### YOUR OBJECTIVE
Go through the records and report each line holding the string "skipped".

### EXCERPTED RECORDS

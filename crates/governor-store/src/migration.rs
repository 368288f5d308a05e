//! Database schema migrations for SQLite.
//!
//! We use a simple versioned migration system. Each migration is a SQL string
//! that transforms the schema from version N to N+1.

use rusqlite::Connection;

use crate::error::{Result, StoreError};

/// Current schema version.
pub const CURRENT_VERSION: u32 = 1;

/// Initialize or migrate the database schema.
///
/// This function is idempotent - it can be called multiple times safely.
pub fn migrate(conn: &mut Connection) -> Result<()> {
    conn.execute_batch("PRAGMA foreign_keys = ON;")?;

    conn.execute(
        "CREATE TABLE IF NOT EXISTS schema_migrations (
            version INTEGER PRIMARY KEY,
            applied_at INTEGER NOT NULL
        )",
        [],
    )?;

    let current: u32 = conn.query_row(
        "SELECT COALESCE(MAX(version), 0) FROM schema_migrations",
        [],
        |row| row.get(0),
    )?;

    if current < CURRENT_VERSION {
        let tx = conn.transaction()?;

        for version in (current + 1)..=CURRENT_VERSION {
            apply_migration(&tx, version)?;

            tx.execute(
                "INSERT INTO schema_migrations (version, applied_at) VALUES (?1, ?2)",
                rusqlite::params![version, now_millis()],
            )?;
        }

        tx.commit()?;
        tracing::debug!(from = current, to = CURRENT_VERSION, "migrated schema");
    }

    Ok(())
}

/// Apply a specific migration version.
fn apply_migration(conn: &Connection, version: u32) -> Result<()> {
    match version {
        1 => apply_v1(conn),
        _ => Err(StoreError::Migration(format!(
            "unknown migration version: {}",
            version
        ))),
    }
}

/// Migration v1: Initial schema.
fn apply_v1(conn: &Connection) -> Result<()> {
    conn.execute_batch(
        r#"
        -- Permissions: (namespace, codename) declared on one object type
        CREATE TABLE permissions (
            namespace TEXT NOT NULL,
            codename TEXT NOT NULL,
            object_namespace TEXT NOT NULL,
            object_model TEXT NOT NULL,
            PRIMARY KEY (namespace, codename)
        );

        CREATE TABLE principal_users (
            user_id INTEGER PRIMARY KEY,
            username TEXT NOT NULL UNIQUE
        );

        CREATE TABLE principal_groups (
            group_id INTEGER PRIMARY KEY,
            name TEXT NOT NULL UNIQUE
        );

        CREATE TABLE group_members (
            group_id INTEGER NOT NULL REFERENCES principal_groups(group_id),
            user_id INTEGER NOT NULL REFERENCES principal_users(user_id),
            PRIMARY KEY (group_id, user_id)
        );

        -- Identity index of protected objects
        CREATE TABLE objects (
            object_namespace TEXT NOT NULL,
            object_model TEXT NOT NULL,
            object_id INTEGER NOT NULL,
            PRIMARY KEY (object_namespace, object_model, object_id)
        );

        CREATE TABLE user_grants (
            user_id INTEGER NOT NULL REFERENCES principal_users(user_id),
            namespace TEXT NOT NULL,
            codename TEXT NOT NULL,
            object_namespace TEXT NOT NULL,
            object_model TEXT NOT NULL,
            object_id INTEGER NOT NULL,
            FOREIGN KEY (namespace, codename) REFERENCES permissions(namespace, codename),
            FOREIGN KEY (object_namespace, object_model, object_id)
                REFERENCES objects(object_namespace, object_model, object_id),
            UNIQUE (user_id, namespace, codename, object_namespace, object_model, object_id)
        );

        CREATE TABLE group_grants (
            group_id INTEGER NOT NULL REFERENCES principal_groups(group_id),
            namespace TEXT NOT NULL,
            codename TEXT NOT NULL,
            object_namespace TEXT NOT NULL,
            object_model TEXT NOT NULL,
            object_id INTEGER NOT NULL,
            FOREIGN KEY (namespace, codename) REFERENCES permissions(namespace, codename),
            FOREIGN KEY (object_namespace, object_model, object_id)
                REFERENCES objects(object_namespace, object_model, object_id),
            UNIQUE (group_id, namespace, codename, object_namespace, object_model, object_id)
        );

        -- Indexes for the exclusion queries
        CREATE INDEX idx_user_grants_object
            ON user_grants(namespace, codename, object_namespace, object_model, object_id);
        CREATE INDEX idx_group_grants_object
            ON group_grants(namespace, codename, object_namespace, object_model, object_id);
        CREATE INDEX idx_group_members_user ON group_members(user_id);
        "#,
    )?;

    Ok(())
}

/// Get current time in milliseconds.
fn now_millis() -> i64 {
    use std::time::{SystemTime, UNIX_EPOCH};
    SystemTime::now()
        .duration_since(UNIX_EPOCH)
        .map(|d| d.as_millis() as i64)
        .unwrap_or(0)
}
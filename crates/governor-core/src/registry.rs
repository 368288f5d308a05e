//! The role registry.
//!
//! Maps permission names to the ordered list of role instances registered
//! for them, and role types to the permissions they were registered for.
//!
//! The registry is an explicit value: build it mutably at startup (directly
//! or through [`Registry::autodiscover`]), then freeze it behind an `Arc`
//! and hand it to whatever evaluates roles. Reads need no locking because
//! nothing mutates it after startup.

use std::any::TypeId;
use std::collections::HashMap;
use std::fmt;
use std::sync::Arc;

use crate::error::{CoreError, Result};
use crate::permission::{PermissionName, PermissionRef};
use crate::role::Role;

/// A registration entry point contributed by one application namespace.
pub struct RoleModule<D: ?Sized> {
    /// The application namespace this module belongs to.
    pub namespace: &'static str,
    /// Registers the module's roles.
    pub register: fn(&mut Registry<D>) -> Result<()>,
}

impl<D: ?Sized> Clone for RoleModule<D> {
    fn clone(&self) -> Self {
        *self
    }
}

impl<D: ?Sized> Copy for RoleModule<D> {}

impl<D: ?Sized> fmt::Debug for RoleModule<D> {
    fn fmt(&self, f: &mut fmt::Formatter<'_>) -> fmt::Result {
        f.debug_struct("RoleModule")
            .field("namespace", &self.namespace)
            .finish()
    }
}

struct RolePermissions {
    name: &'static str,
    permissions: Vec<PermissionName>,
}

/// Table of roles by permission and permissions by role type.
pub struct Registry<D: ?Sized> {
    /// Roles by permission, in registration order.
    perm_roles: HashMap<PermissionName, Vec<Arc<dyn Role<D>>>>,

    /// Permissions by role type, to keep (role, permission) pairs unique.
    role_perms: HashMap<TypeId, RolePermissions>,
}

impl<D: ?Sized> Registry<D> {
    /// Create an empty registry.
    pub fn new() -> Self {
        Self {
            perm_roles: HashMap::new(),
            role_perms: HashMap::new(),
        }
    }

    /// Register role type `R` for each of `permissions`.
    ///
    /// Every identifier is validated before anything is recorded, so a
    /// malformed one leaves the registry untouched. Pairs that are already
    /// registered are skipped. One instance of `R` is shared by all
    /// permissions newly registered by this call.
    pub fn register<R>(&mut self, permissions: &[&str]) -> Result<()>
    where
        R: Role<D> + Default,
    {
        let role_name = std::any::type_name::<R>();

        let mut parsed = Vec::with_capacity(permissions.len());
        for raw in permissions {
            let name = raw
                .parse::<PermissionName>()
                .map_err(|source| CoreError::Registration {
                    role: role_name,
                    source,
                })?;
            parsed.push(name);
        }

        let entry = self
            .role_perms
            .entry(TypeId::of::<R>())
            .or_insert_with(|| RolePermissions {
                name: role_name,
                permissions: Vec::new(),
            });

        let mut instance: Option<Arc<dyn Role<D>>> = None;
        for name in parsed {
            if entry.permissions.contains(&name) {
                tracing::debug!(role = role_name, permission = %name, "role already registered");
                continue;
            }
            let role = instance
                .get_or_insert_with(|| Arc::new(R::default()) as Arc<dyn Role<D>>)
                .clone();

            tracing::debug!(role = role_name, permission = %name, "registered role");
            self.perm_roles.entry(name.clone()).or_default().push(role);
            entry.permissions.push(name);
        }

        Ok(())
    }

    /// Roles registered for `permission`, in registration order.
    ///
    /// Unknown permissions and malformed raw identifiers yield an empty
    /// slice.
    pub fn roles_for_permission(
        &self,
        permission: impl Into<PermissionRef>,
    ) -> &[Arc<dyn Role<D>>] {
        permission
            .into()
            .name()
            .and_then(|name| self.perm_roles.get(&name))
            .map(Vec::as_slice)
            .unwrap_or(&[])
    }

    /// Permissions role type `R` is registered for.
    pub fn permissions_for_role<R: Role<D>>(&self) -> &[PermissionName] {
        self.role_perms
            .get(&TypeId::of::<R>())
            .map(|r| r.permissions.as_slice())
            .unwrap_or(&[])
    }

    /// All permissions with at least one registered role.
    pub fn permissions(&self) -> impl Iterator<Item = &PermissionName> {
        self.perm_roles.keys()
    }

    /// Names of every registered role type.
    pub fn role_names(&self) -> impl Iterator<Item = &'static str> + '_ {
        self.role_perms.values().map(|r| r.name)
    }

    /// True if no role has been registered.
    pub fn is_empty(&self) -> bool {
        self.perm_roles.is_empty()
    }

    /// Run the registration function of every module whose namespace is
    /// listed in `installed_apps`.
    ///
    /// Installed namespaces without a module are skipped. Returns the number
    /// of modules that ran.
    pub fn autodiscover<A: AsRef<str>>(
        &mut self,
        installed_apps: &[A],
        modules: &[RoleModule<D>],
    ) -> Result<usize> {
        let mut loaded = 0;
        for app in installed_apps {
            let app = app.as_ref();
            let mut found = false;
            for module in modules.iter().filter(|m| m.namespace == app) {
                (module.register)(self)?;
                found = true;
                loaded += 1;
            }
            if !found {
                tracing::warn!(namespace = app, "no role module for namespace");
            }
        }
        Ok(loaded)
    }
}

impl<D: ?Sized> Default for Registry<D> {
    fn default() -> Self {
        Self::new()
    }
}

impl<D: ?Sized + 'static> fmt::Debug for Registry<D> {
    fn fmt(&self, f: &mut fmt::Formatter<'_>) -> fmt::Result {
        let mut map = f.debug_map();
        for (perm, roles) in &self.perm_roles {
            let names: Vec<_> = roles.iter().map(|r| r.name()).collect();
            map.entry(&perm.to_string(), &names);
        }
        map.finish()
    }
}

### OUTPUT
    /// registered are skipped. One instance of `R` is shared by all
    /// Installed namespaces without a module are skipped. Returns the number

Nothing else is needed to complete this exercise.